-- Opening Marker --
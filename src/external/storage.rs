//! Object storage for profile pictures.

use anyhow::Context;
use async_trait::async_trait;
use aws_config::{BehaviorVersion, defaults};
use aws_credential_types::Credentials;
use aws_sdk_s3::{
    Client,
    config::{Builder as S3ConfigBuilder, Region},
};
use aws_smithy_types::byte_stream::ByteStream;
use bytes::Bytes;
use uuid::Uuid;

use crate::config::StorageConfig;
use crate::error::{AppError, AppResult};

/// Largest accepted aspect ratio (width / height).
pub const MAX_RATIO: f64 = 10.0;

/// Image formats accepted as profile pictures.
#[derive(Debug, Clone, Copy, PartialEq, Eq)]
pub enum ImageKind {
    Jpeg,
    Png,
    Webp,
}

impl ImageKind {
    /// Detects the format from the file signature.
    pub fn sniff(bytes: &[u8]) -> Option<Self> {
        match bytes {
            [0xFF, 0xD8, 0xFF, ..] => Some(ImageKind::Jpeg),
            [0x89, b'P', b'N', b'G', 0x0D, 0x0A, 0x1A, 0x0A, ..] => Some(ImageKind::Png),
            [b'R', b'I', b'F', b'F', _, _, _, _, b'W', b'E', b'B', b'P', ..] => {
                Some(ImageKind::Webp)
            }
            _ => None,
        }
    }

    pub fn content_type(self) -> &'static str {
        match self {
            ImageKind::Jpeg => "image/jpeg",
            ImageKind::Png => "image/png",
            ImageKind::Webp => "image/webp",
        }
    }

    pub fn extension(self) -> &'static str {
        match self {
            ImageKind::Jpeg => "jpg",
            ImageKind::Png => "png",
            ImageKind::Webp => "webp",
        }
    }
}

/// Checks an upload against the size limit and ratio bounds.
pub fn validate_image(bytes: &[u8], ratio: f64, max_file_size: usize) -> AppResult<ImageKind> {
    if bytes.is_empty() {
        return Err(AppError::bad_request("Image is empty"));
    }
    if bytes.len() > max_file_size {
        return Err(AppError::UnprocessableContent {
            message: format!("Image exceeds the {max_file_size} byte limit"),
        });
    }
    if !(ratio > 0.0 && ratio <= MAX_RATIO) {
        return Err(AppError::bad_request(format!(
            "Ratio must be greater than 0 and at most {MAX_RATIO}"
        )));
    }
    ImageKind::sniff(bytes).ok_or_else(|| AppError::UnprocessableContent {
        message: "Only JPEG, PNG and WebP images are supported".to_string(),
    })
}

/// Stores images and returns their public URL.
#[async_trait]
pub trait Uploader: Send + Sync {
    async fn upload_image(
        &self,
        user_id: i32,
        image: Bytes,
        kind: ImageKind,
        ratio: f64,
    ) -> AppResult<String>;

    /// Deletes a previously returned URL. Foreign URLs are ignored.
    async fn delete_file(&self, url: &str) -> AppResult<()>;
}

/// S3-compatible uploader.
#[derive(Clone)]
pub struct S3Uploader {
    client: Client,
    bucket: String,
    public_url: String,
}

impl S3Uploader {
    pub async fn new(config: &StorageConfig) -> AppResult<Self> {
        let mut loader =
            defaults(BehaviorVersion::latest()).region(Region::new(config.region.clone()));

        if let (Some(access_key), Some(secret_key)) =
            (&config.access_key_id, &config.secret_access_key)
        {
            loader = loader.credentials_provider(Credentials::new(
                access_key, secret_key, None, None, "static",
            ));
        }
        if let Some(endpoint) = &config.endpoint {
            loader = loader.endpoint_url(endpoint);
        }

        let shared = loader.load().await;
        let mut builder = S3ConfigBuilder::from(&shared).force_path_style(config.force_path_style);
        if let Some(endpoint) = &config.endpoint {
            builder = builder.endpoint_url(endpoint);
        }

        tracing::info!(
            bucket = %config.bucket,
            endpoint = config.endpoint.as_deref().unwrap_or("aws"),
            "Object storage configured"
        );

        Ok(Self {
            client: Client::from_conf(builder.build()),
            bucket: config.bucket.clone(),
            public_url: config.public_url.clone(),
        })
    }

    fn key_from_url<'a>(&self, url: &'a str) -> Option<&'a str> {
        key_from_url(&self.public_url, url)
    }
}

/// Object key of `url` when it lives under `public_url`.
pub(crate) fn key_from_url<'a>(public_url: &str, url: &'a str) -> Option<&'a str> {
    url.strip_prefix(public_url)
        .and_then(|rest| rest.strip_prefix('/'))
        .filter(|key| !key.is_empty())
}

#[async_trait]
impl Uploader for S3Uploader {
    async fn upload_image(
        &self,
        user_id: i32,
        image: Bytes,
        kind: ImageKind,
        ratio: f64,
    ) -> AppResult<String> {
        let key = format!("pictures/{}/{}.{}", user_id, Uuid::new_v4(), kind.extension());

        self.client
            .put_object()
            .bucket(&self.bucket)
            .key(&key)
            .body(ByteStream::from(image))
            .content_type(kind.content_type())
            .metadata("ratio", ratio.to_string())
            .send()
            .await
            .context("s3 put_object")?;

        Ok(format!("{}/{}", self.public_url, key))
    }

    async fn delete_file(&self, url: &str) -> AppResult<()> {
        let Some(key) = self.key_from_url(url) else {
            tracing::debug!(url, "Skipping delete of a URL outside the bucket");
            return Ok(());
        };

        self.client
            .delete_object()
            .bucket(&self.bucket)
            .key(key)
            .send()
            .await
            .context("s3 delete_object")?;
        Ok(())
    }
}

#[cfg(test)]
mod tests {
    use super::*;

    const PNG: &[u8] = &[0x89, b'P', b'N', b'G', 0x0D, 0x0A, 0x1A, 0x0A, 0, 0];

    #[test]
    fn test_sniff() {
        assert_eq!(ImageKind::sniff(&[0xFF, 0xD8, 0xFF, 0xE0]), Some(ImageKind::Jpeg));
        assert_eq!(ImageKind::sniff(PNG), Some(ImageKind::Png));
        assert_eq!(ImageKind::sniff(b"RIFF\0\0\0\0WEBPVP8 "), Some(ImageKind::Webp));
        assert_eq!(ImageKind::sniff(b"GIF89a"), None);
    }

    #[test]
    fn test_validate_image() {
        assert_eq!(validate_image(PNG, 1.0, 1024).unwrap(), ImageKind::Png);
        assert!(matches!(
            validate_image(PNG, 0.0, 1024),
            Err(AppError::BadRequest { .. })
        ));
        assert!(matches!(
            validate_image(PNG, 10.5, 1024),
            Err(AppError::BadRequest { .. })
        ));
        assert!(matches!(
            validate_image(PNG, 1.0, 4),
            Err(AppError::UnprocessableContent { .. })
        ));
        assert!(matches!(
            validate_image(b"GIF89a", 1.0, 1024),
            Err(AppError::UnprocessableContent { .. })
        ));
        assert!(matches!(
            validate_image(&[], 1.0, 1024),
            Err(AppError::BadRequest { .. })
        ));
    }

    #[test]
    fn test_key_from_url() {
        let base = "http://localhost:9000/accounts";
        assert_eq!(
            key_from_url(base, "http://localhost:9000/accounts/pictures/1/a.png"),
            Some("pictures/1/a.png")
        );
        assert_eq!(key_from_url(base, "https://gravatar.com/avatar/1"), None);
        assert_eq!(key_from_url(base, base), None);
        assert_eq!(key_from_url(base, "http://localhost:9000/accounts-other/x"), None);
    }
}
-- Closing Marker --
Set the whole listing down, word for word.

Response box:
filename src/external/storage.rs
//! Object storage for profile pictures.

use anyhow::Context;
use async_trait::async_trait;
use aws_config::{BehaviorVersion, defaults};
use aws_credential_types::Credentials;
use aws_sdk_s3::{
    Client,
    config::{Builder as S3ConfigBuilder, Region},
};
use aws_smithy_types::byte_stream::ByteStream;
use bytes::Bytes;
use uuid::Uuid;

use crate::config::StorageConfig;
use crate::error::{AppError, AppResult};

/// Largest accepted aspect ratio (width / height).
pub const MAX_RATIO: f64 = 10.0;

/// Image formats accepted as profile pictures.
#[derive(Debug, Clone, Copy, PartialEq, Eq)]
pub enum ImageKind {
    Jpeg,
    Png,
    Webp,
}

impl ImageKind {
    /// Detects the format from the file signature.
    pub fn sniff(bytes: &[u8]) -> Option<Self> {
        match bytes {
            [0xFF, 0xD8, 0xFF, ..] => Some(ImageKind::Jpeg),
            [0x89, b'P', b'N', b'G', 0x0D, 0x0A, 0x1A, 0x0A, ..] => Some(ImageKind::Png),
            [b'R', b'I', b'F', b'F', _, _, _, _, b'W', b'E', b'B', b'P', ..] => {
                Some(ImageKind::Webp)
            }
            _ => None,
        }
    }

    pub fn content_type(self) -> &'static str {
        match self {
            ImageKind::Jpeg => "image/jpeg",
            ImageKind::Png => "image/png",
            ImageKind::Webp => "image/webp",
        }
    }

    pub fn extension(self) -> &'static str {
        match self {
            ImageKind::Jpeg => "jpg",
            ImageKind::Png => "png",
            ImageKind::Webp => "webp",
        }
    }
}

/// Checks an upload against the size limit and ratio bounds.
pub fn validate_image(bytes: &[u8], ratio: f64, max_file_size: usize) -> AppResult<ImageKind> {
    if bytes.is_empty() {
        return Err(AppError::bad_request("Image is empty"));
    }
    if bytes.len() > max_file_size {
        return Err(AppError::UnprocessableContent {
            message: format!("Image exceeds the {max_file_size} byte limit"),
        });
    }
    if !(ratio > 0.0 && ratio <= MAX_RATIO) {
        return Err(AppError::bad_request(format!(
            "Ratio must be greater than 0 and at most {MAX_RATIO}"
        )));
    }
    ImageKind::sniff(bytes).ok_or_else(|| AppError::UnprocessableContent {
        message: "Only JPEG, PNG and WebP images are supported".to_string(),
    })
}

/// Stores images and returns their public URL.
#[async_trait]
pub trait Uploader: Send + Sync {
    async fn upload_image(
        &self,
        user_id: i32,
        image: Bytes,
        kind: ImageKind,
        ratio: f64,
    ) -> AppResult<String>;

    /// Deletes a previously returned URL. Foreign URLs are ignored.
    async fn delete_file(&self, url: &str) -> AppResult<()>;
}

/// S3-compatible uploader.
#[derive(Clone)]
pub struct S3Uploader {
    client: Client,
    bucket: String,
    public_url: String,
}

impl S3Uploader {
    pub async fn new(config: &StorageConfig) -> AppResult<Self> {
        let mut loader =
            defaults(BehaviorVersion::latest()).region(Region::new(config.region.clone()));

        if let (Some(access_key), Some(secret_key)) =
            (&config.access_key_id, &config.secret_access_key)
        {
            loader = loader.credentials_provider(Credentials::new(
                access_key, secret_key, None, None, "static",
            ));
        }
        if let Some(endpoint) = &config.endpoint {
            loader = loader.endpoint_url(endpoint);
        }

        let shared = loader.load().await;
        let mut builder = S3ConfigBuilder::from(&shared).force_path_style(config.force_path_style);
        if let Some(endpoint) = &config.endpoint {
            builder = builder.endpoint_url(endpoint);
        }

        tracing::info!(
            bucket = %config.bucket,
            endpoint = config.endpoint.as_deref().unwrap_or("aws"),
            "Object storage configured"
        );

        Ok(Self {
            client: Client::from_conf(builder.build()),
            bucket: config.bucket.clone(),
            public_url: config.public_url.clone(),
        })
    }

    fn key_from_url<'a>(&self, url: &'a str) -> Option<&'a str> {
        key_from_url(&self.public_url, url)
    }
}

/// Object key of `url` when it lives under `public_url`.
pub(crate) fn key_from_url<'a>(public_url: &str, url: &'a str) -> Option<&'a str> {
    url.strip_prefix(public_url)
        .and_then(|rest| rest.strip_prefix('/'))
        .filter(|key| !key.is_empty())
}

#[async_trait]
impl Uploader for S3Uploader {
    async fn upload_image(
        &self,
        user_id: i32,
        image: Bytes,
        kind: ImageKind,
        ratio: f64,
    ) -> AppResult<String> {
        let key = format!("pictures/{}/{}.{}", user_id, Uuid::new_v4(), kind.extension());

        self.client
            .put_object()
            .bucket(&self.bucket)
            .key(&key)
            .body(ByteStream::from(image))
            .content_type(kind.content_type())
            .metadata("ratio", ratio.to_string())
            .send()
            .await
            .context("s3 put_object")?;

        Ok(format!("{}/{}", self.public_url, key))
    }

    async fn delete_file(&self, url: &str) -> AppResult<()> {
        let Some(key) = self.key_from_url(url) else {
            tracing::debug!(url, "Skipping delete of a URL outside the bucket");
            return Ok(());
        };

        self.client
            .delete_object()
            .bucket(&self.bucket)
            .key(key)
            .send()
            .await
            .context("s3 delete_object")?;
        Ok(())
    }
}

#[cfg(test)]
mod tests {
    use super::*;

    const PNG: &[u8] = &[0x89, b'P', b'N', b'G', 0x0D, 0x0A, 0x1A, 0x0A, 0, 0];

    #[test]
    fn test_sniff() {
        assert_eq!(ImageKind::sniff(&[0xFF, 0xD8, 0xFF, 0xE0]), Some(ImageKind::Jpeg));
        assert_eq!(ImageKind::sniff(PNG), Some(ImageKind::Png));
        assert_eq!(ImageKind::sniff(b"RIFF\0\0\0\0WEBPVP8 "), Some(ImageKind::Webp));
        assert_eq!(ImageKind::sniff(b"GIF89a"), None);
    }

    #[test]
    fn test_validate_image() {
        assert_eq!(validate_image(PNG, 1.0, 1024).unwrap(), ImageKind::Png);
        assert!(matches!(
            validate_image(PNG, 0.0, 1024),
            Err(AppError::BadRequest { .. })
        ));
        assert!(matches!(
            validate_image(PNG, 10.5, 1024),
            Err(AppError::BadRequest { .. })
        ));
        assert!(matches!(
            validate_image(PNG, 1.0, 4),
            Err(AppError::UnprocessableContent { .. })
        ));
        assert!(matches!(
            validate_image(b"GIF89a", 1.0, 1024),
            Err(AppError::UnprocessableContent { .. })
        ));
        assert!(matches!(
            validate_image(&[], 1.0, 1024),
            Err(AppError::BadRequest { .. })
        ));
    }

    #[test]
    fn test_key_from_url() {
        let base = "http://localhost:9000/accounts";
        assert_eq!(
            key_from_url(base, "http://localhost:9000/accounts/pictures/1/a.png"),
            Some("pictures/1/a.png")
        );
        assert_eq!(key_from_url(base, "https://gravatar.com/avatar/1"), None);
        assert_eq!(key_from_url(base, base), None);
        assert_eq!(key_from_url(base, "http://localhost:9000/accounts-other/x"), None);
    }
}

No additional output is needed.